**Work instruction**.
Each record needs to be echoed exactly; can you do that?

[Opening Material for the task section]

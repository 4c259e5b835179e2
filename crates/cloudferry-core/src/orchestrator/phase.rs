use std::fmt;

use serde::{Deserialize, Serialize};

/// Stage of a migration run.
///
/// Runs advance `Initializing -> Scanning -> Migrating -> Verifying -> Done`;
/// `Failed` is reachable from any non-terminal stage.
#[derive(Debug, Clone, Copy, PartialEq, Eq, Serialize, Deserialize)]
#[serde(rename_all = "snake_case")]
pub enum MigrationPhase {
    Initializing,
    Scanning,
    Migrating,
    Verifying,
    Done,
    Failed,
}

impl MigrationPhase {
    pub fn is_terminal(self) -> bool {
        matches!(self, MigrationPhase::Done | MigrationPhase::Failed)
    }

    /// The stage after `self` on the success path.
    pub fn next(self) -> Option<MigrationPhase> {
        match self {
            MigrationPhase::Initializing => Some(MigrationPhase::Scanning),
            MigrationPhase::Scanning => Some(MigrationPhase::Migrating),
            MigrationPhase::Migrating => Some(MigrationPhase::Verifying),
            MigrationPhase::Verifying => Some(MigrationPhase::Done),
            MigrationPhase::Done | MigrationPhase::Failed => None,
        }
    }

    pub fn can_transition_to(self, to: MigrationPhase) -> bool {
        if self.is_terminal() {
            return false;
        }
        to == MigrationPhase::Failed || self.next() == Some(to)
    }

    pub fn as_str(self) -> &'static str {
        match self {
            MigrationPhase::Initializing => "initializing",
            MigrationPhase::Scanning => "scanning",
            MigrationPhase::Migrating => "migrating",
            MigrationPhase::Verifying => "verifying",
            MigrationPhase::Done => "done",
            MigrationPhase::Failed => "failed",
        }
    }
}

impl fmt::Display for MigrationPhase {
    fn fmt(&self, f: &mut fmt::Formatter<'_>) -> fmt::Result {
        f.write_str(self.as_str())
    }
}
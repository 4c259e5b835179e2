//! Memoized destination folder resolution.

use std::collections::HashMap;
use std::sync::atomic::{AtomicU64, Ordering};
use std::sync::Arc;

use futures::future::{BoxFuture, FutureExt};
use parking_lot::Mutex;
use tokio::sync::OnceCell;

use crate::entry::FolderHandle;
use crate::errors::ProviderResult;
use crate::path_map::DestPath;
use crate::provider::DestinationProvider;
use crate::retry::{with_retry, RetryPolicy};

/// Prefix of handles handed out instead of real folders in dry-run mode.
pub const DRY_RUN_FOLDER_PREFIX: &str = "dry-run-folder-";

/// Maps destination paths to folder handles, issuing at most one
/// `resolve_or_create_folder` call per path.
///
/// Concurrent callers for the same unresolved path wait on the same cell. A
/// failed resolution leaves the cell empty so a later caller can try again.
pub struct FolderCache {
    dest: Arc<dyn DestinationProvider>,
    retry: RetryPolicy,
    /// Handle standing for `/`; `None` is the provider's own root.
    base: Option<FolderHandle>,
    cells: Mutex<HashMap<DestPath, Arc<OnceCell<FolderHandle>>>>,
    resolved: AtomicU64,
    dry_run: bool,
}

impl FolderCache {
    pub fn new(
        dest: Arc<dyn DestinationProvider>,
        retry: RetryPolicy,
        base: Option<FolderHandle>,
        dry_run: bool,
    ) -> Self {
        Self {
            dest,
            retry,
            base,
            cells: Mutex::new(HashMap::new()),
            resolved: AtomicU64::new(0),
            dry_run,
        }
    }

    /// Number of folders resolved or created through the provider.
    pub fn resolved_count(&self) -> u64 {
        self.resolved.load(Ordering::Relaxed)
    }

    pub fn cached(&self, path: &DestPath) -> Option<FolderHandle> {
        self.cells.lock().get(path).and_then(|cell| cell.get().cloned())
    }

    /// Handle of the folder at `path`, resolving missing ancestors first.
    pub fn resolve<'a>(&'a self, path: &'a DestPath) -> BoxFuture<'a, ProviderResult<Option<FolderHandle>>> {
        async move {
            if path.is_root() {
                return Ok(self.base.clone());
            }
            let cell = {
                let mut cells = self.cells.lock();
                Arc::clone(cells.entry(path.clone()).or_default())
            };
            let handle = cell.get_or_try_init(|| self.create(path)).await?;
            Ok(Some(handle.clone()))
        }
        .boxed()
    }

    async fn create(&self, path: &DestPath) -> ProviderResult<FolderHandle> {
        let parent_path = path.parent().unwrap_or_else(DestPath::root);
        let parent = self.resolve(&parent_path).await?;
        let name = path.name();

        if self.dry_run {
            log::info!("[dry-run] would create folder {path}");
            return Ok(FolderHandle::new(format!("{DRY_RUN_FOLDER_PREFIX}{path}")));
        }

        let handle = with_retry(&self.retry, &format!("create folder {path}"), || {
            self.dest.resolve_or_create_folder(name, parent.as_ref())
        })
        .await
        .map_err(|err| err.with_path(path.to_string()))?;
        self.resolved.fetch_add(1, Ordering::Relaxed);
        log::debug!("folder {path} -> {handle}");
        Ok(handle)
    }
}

[Closing Material for the task section]

**Response to the exercise**.
repository 4c259e5b835179e2
filename crates/cloudferry-core/src/orchestrator/phase.rs
use std::fmt;

use serde::{Deserialize, Serialize};

/// Stage of a migration run.
///
/// Runs advance `Initializing -> Scanning -> Migrating -> Verifying -> Done`;
/// `Failed` is reachable from any non-terminal stage.
#[derive(Debug, Clone, Copy, PartialEq, Eq, Serialize, Deserialize)]
#[serde(rename_all = "snake_case")]
pub enum MigrationPhase {
    Initializing,
    Scanning,
    Migrating,
    Verifying,
    Done,
    Failed,
}

impl MigrationPhase {
    pub fn is_terminal(self) -> bool {
        matches!(self, MigrationPhase::Done | MigrationPhase::Failed)
    }

    /// The stage after `self` on the success path.
    pub fn next(self) -> Option<MigrationPhase> {
        match self {
            MigrationPhase::Initializing => Some(MigrationPhase::Scanning),
            MigrationPhase::Scanning => Some(MigrationPhase::Migrating),
            MigrationPhase::Migrating => Some(MigrationPhase::Verifying),
            MigrationPhase::Verifying => Some(MigrationPhase::Done),
            MigrationPhase::Done | MigrationPhase::Failed => None,
        }
    }

    pub fn can_transition_to(self, to: MigrationPhase) -> bool {
        if self.is_terminal() {
            return false;
        }
        to == MigrationPhase::Failed || self.next() == Some(to)
    }

    pub fn as_str(self) -> &'static str {
        match self {
            MigrationPhase::Initializing => "initializing",
            MigrationPhase::Scanning => "scanning",
            MigrationPhase::Migrating => "migrating",
            MigrationPhase::Verifying => "verifying",
            MigrationPhase::Done => "done",
            MigrationPhase::Failed => "failed",
        }
    }
}

impl fmt::Display for MigrationPhase {
    fn fmt(&self, f: &mut fmt::Formatter<'_>) -> fmt::Result {
        f.write_str(self.as_str())
    }
}
repository 4c259e5b835179e2
//! Memoized destination folder resolution.

use std::collections::HashMap;
use std::sync::atomic::{AtomicU64, Ordering};
use std::sync::Arc;

use futures::future::{BoxFuture, FutureExt};
use parking_lot::Mutex;
use tokio::sync::OnceCell;

use crate::entry::FolderHandle;
use crate::errors::ProviderResult;
use crate::path_map::DestPath;
use crate::provider::DestinationProvider;
use crate::retry::{with_retry, RetryPolicy};

/// Prefix of handles handed out instead of real folders in dry-run mode.
pub const DRY_RUN_FOLDER_PREFIX: &str = "dry-run-folder-";

/// Maps destination paths to folder handles, issuing at most one
/// `resolve_or_create_folder` call per path.
///
/// Concurrent callers for the same unresolved path wait on the same cell. A
/// failed resolution leaves the cell empty so a later caller can try again.
pub struct FolderCache {
    dest: Arc<dyn DestinationProvider>,
    retry: RetryPolicy,
    /// Handle standing for `/`; `None` is the provider's own root.
    base: Option<FolderHandle>,
    cells: Mutex<HashMap<DestPath, Arc<OnceCell<FolderHandle>>>>,
    resolved: AtomicU64,
    dry_run: bool,
}

impl FolderCache {
    pub fn new(
        dest: Arc<dyn DestinationProvider>,
        retry: RetryPolicy,
        base: Option<FolderHandle>,
        dry_run: bool,
    ) -> Self {
        Self {
            dest,
            retry,
            base,
            cells: Mutex::new(HashMap::new()),
            resolved: AtomicU64::new(0),
            dry_run,
        }
    }

    /// Number of folders resolved or created through the provider.
    pub fn resolved_count(&self) -> u64 {
        self.resolved.load(Ordering::Relaxed)
    }

    pub fn cached(&self, path: &DestPath) -> Option<FolderHandle> {
        self.cells.lock().get(path).and_then(|cell| cell.get().cloned())
    }

    /// Handle of the folder at `path`, resolving missing ancestors first.
    pub fn resolve<'a>(&'a self, path: &'a DestPath) -> BoxFuture<'a, ProviderResult<Option<FolderHandle>>> {
        async move {
            if path.is_root() {
                return Ok(self.base.clone());
            }
            let cell = {
                let mut cells = self.cells.lock();
                Arc::clone(cells.entry(path.clone()).or_default())
            };
            let handle = cell.get_or_try_init(|| self.create(path)).await?;
            Ok(Some(handle.clone()))
        }
        .boxed()
    }

    async fn create(&self, path: &DestPath) -> ProviderResult<FolderHandle> {
        let parent_path = path.parent().unwrap_or_else(DestPath::root);
        let parent = self.resolve(&parent_path).await?;
        let name = path.name();

        if self.dry_run {
            log::info!("[dry-run] would create folder {path}");
            return Ok(FolderHandle::new(format!("{DRY_RUN_FOLDER_PREFIX}{path}")));
        }

        let handle = with_retry(&self.retry, &format!("create folder {path}"), || {
            self.dest.resolve_or_create_folder(name, parent.as_ref())
        })
        .await
        .map_err(|err| err.with_path(path.to_string()))?;
        self.resolved.fetch_add(1, Ordering::Relaxed);
        log::debug!("folder {path} -> {handle}");
        Ok(handle)
    }
}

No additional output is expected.